== Your objective ==
Return every line from the records below with the string "INDEX".

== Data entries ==
use tokio::sync::mpsc;
use tokio::sync::mpsc::error::TrySendError;
use tokio::task::JoinHandle;

use faultline_core::effects::{EffectDispatcher, EffectTargets, SideEffect};

/// Hands side effects to a blocking worker so audit and escalation writes
/// never sit on the response path.
///
/// The queue is bounded. When the worker falls behind, new effects are dropped
/// with a warning instead of growing memory. The worker drains the queue and
/// exits once every sender is dropped.
#[derive(Debug, Clone)]
pub struct BackgroundDispatcher {
    sender: mpsc::Sender<SideEffect>,
}

impl BackgroundDispatcher {
    /// Must be called from inside a tokio runtime.
    pub fn spawn(targets: EffectTargets, capacity: usize) -> (Self, JoinHandle<()>) {
        let (sender, mut receiver) = mpsc::channel::<SideEffect>(capacity.max(1));
        let worker = tokio::task::spawn_blocking(move || {
            while let Some(effect) = receiver.blocking_recv() {
                targets.apply(&effect);
            }
            tracing::debug!("side effect worker drained");
        });
        (Self { sender }, worker)
    }
}

impl EffectDispatcher for BackgroundDispatcher {
    fn dispatch(&self, effect: SideEffect) {
        let label = effect.label();
        match self.sender.try_send(effect) {
            Ok(()) => {}
            Err(TrySendError::Full(_)) => {
                tracing::warn!(
                    effect = label,
                    capacity = self.sender.max_capacity(),
                    "side effect queue full; dropping effect"
                );
            }
            Err(TrySendError::Closed(_)) => {
                tracing::warn!(effect = label, "side effect worker stopped; dropping effect");
            }
        }
    }
}
use rusqlite::Connection;

use crate::error::{FaultlineError, Result};

use super::SqliteStateStore;

const MIGRATION_SCHEMA_SQL: &str = r"
    PRAGMA journal_mode = WAL;
    PRAGMA foreign_keys = ON;
    CREATE TABLE IF NOT EXISTS error_reports (
        id TEXT PRIMARY KEY,
        message TEXT NOT NULL,
        error_code TEXT,
        stack_trace TEXT,
        url TEXT,
        user_agent TEXT,
        user_id TEXT,
        session_id TEXT,
        module TEXT NOT NULL,
        function_name TEXT,
        version TEXT,
        environment TEXT NOT NULL CHECK(environment IN ('development', 'test', 'production')),
        severity TEXT NOT NULL CHECK(severity IN ('low', 'medium', 'high', 'critical')),
        category TEXT NOT NULL CHECK(category IN (
            'frontend', 'backend', 'api', 'database', 'network', 'security', 'performance'
        )),
        tags_json TEXT NOT NULL DEFAULT '[]',
        additional_data_json TEXT NOT NULL DEFAULT '{}',
        fingerprint TEXT NOT NULL,
        ip_address TEXT,
        browser_info_json TEXT NOT NULL DEFAULT '{}',
        reported_at TEXT NOT NULL,
        created_at TEXT NOT NULL
    );

    CREATE INDEX IF NOT EXISTS idx_error_reports_created_at
    ON error_reports(created_at);

    CREATE INDEX IF NOT EXISTS idx_error_reports_fingerprint
    ON error_reports(fingerprint, created_at);

    CREATE TABLE IF NOT EXISTS error_aggregations (
        fingerprint TEXT PRIMARY KEY,
        message TEXT NOT NULL,
        module TEXT NOT NULL,
        severity TEXT NOT NULL,
        category TEXT NOT NULL,
        count INTEGER NOT NULL CHECK(count > 0),
        first_seen TEXT NOT NULL,
        last_seen TEXT NOT NULL
    );

    CREATE TABLE IF NOT EXISTS audit_log (
        id INTEGER PRIMARY KEY AUTOINCREMENT,
        event_type TEXT NOT NULL,
        event_action TEXT NOT NULL,
        event_category TEXT NOT NULL,
        actor_type TEXT NOT NULL,
        actor_id TEXT,
        actor_ip TEXT,
        target_type TEXT NOT NULL,
        target_id TEXT,
        event_data_json TEXT NOT NULL,
        event_result TEXT NOT NULL,
        event_message TEXT NOT NULL,
        module_name TEXT NOT NULL,
        function_name TEXT NOT NULL,
        created_at TEXT NOT NULL
    );

    CREATE INDEX IF NOT EXISTS idx_audit_log_created_at
    ON audit_log(created_at DESC);

    CREATE TABLE IF NOT EXISTS api_keys (
        id TEXT PRIMARY KEY,
        key_hash TEXT NOT NULL UNIQUE,
        key_prefix TEXT NOT NULL,
        name TEXT NOT NULL,
        permissions_json TEXT NOT NULL DEFAULT '[]',
        expires_at TEXT,
        last_used_at TEXT,
        created_at TEXT NOT NULL
    );

    CREATE TABLE IF NOT EXISTS rate_limits (
        key TEXT PRIMARY KEY,
        window_started_ms INTEGER NOT NULL,
        request_count INTEGER NOT NULL
    );
";

impl SqliteStateStore {
    pub fn migrate(&self) -> Result<()> {
        let conn = self
            .conn
            .lock()
            .map_err(|_| FaultlineError::lock_poisoned("sqlite"))?;
        conn.execute_batch(MIGRATION_SCHEMA_SQL)?;
        ensure_required_column(
            &conn,
            "error_reports",
            "created_at",
            "unsupported error_reports schema: created_at is missing; reset the state database",
        )?;
        ensure_required_column(
            &conn,
            "error_aggregations",
            "first_seen",
            "unsupported error_aggregations schema: first_seen is missing; reset the state database",
        )?;
        ensure_required_column(
            &conn,
            "api_keys",
            "permissions_json",
            "unsupported api_keys schema: permissions_json is missing; reset the state database",
        )?;
        drop(conn);
        Ok(())
    }
}

fn has_column(conn: &Connection, table: &str, column: &str) -> Result<bool> {
    let mut stmt = conn.prepare(&format!("PRAGMA table_info({table})"))?;
    let rows = stmt.query_map([], |row| row.get::<_, String>(1))?;
    for row in rows {
        if row? == column {
            return Ok(true);
        }
    }
    Ok(false)
}

fn ensure_required_column(
    conn: &Connection,
    table: &str,
    column: &str,
    error_message: &'static str,
) -> Result<()> {
    if has_column(conn, table, column)? {
        Ok(())
    } else {
        Err(FaultlineError::Persistence(error_message.to_string()))
    }
}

== Solved problem ==
    CREATE INDEX IF NOT EXISTS idx_error_reports_created_at
    CREATE INDEX IF NOT EXISTS idx_error_reports_fingerprint
    CREATE INDEX IF NOT EXISTS idx_audit_log_created_at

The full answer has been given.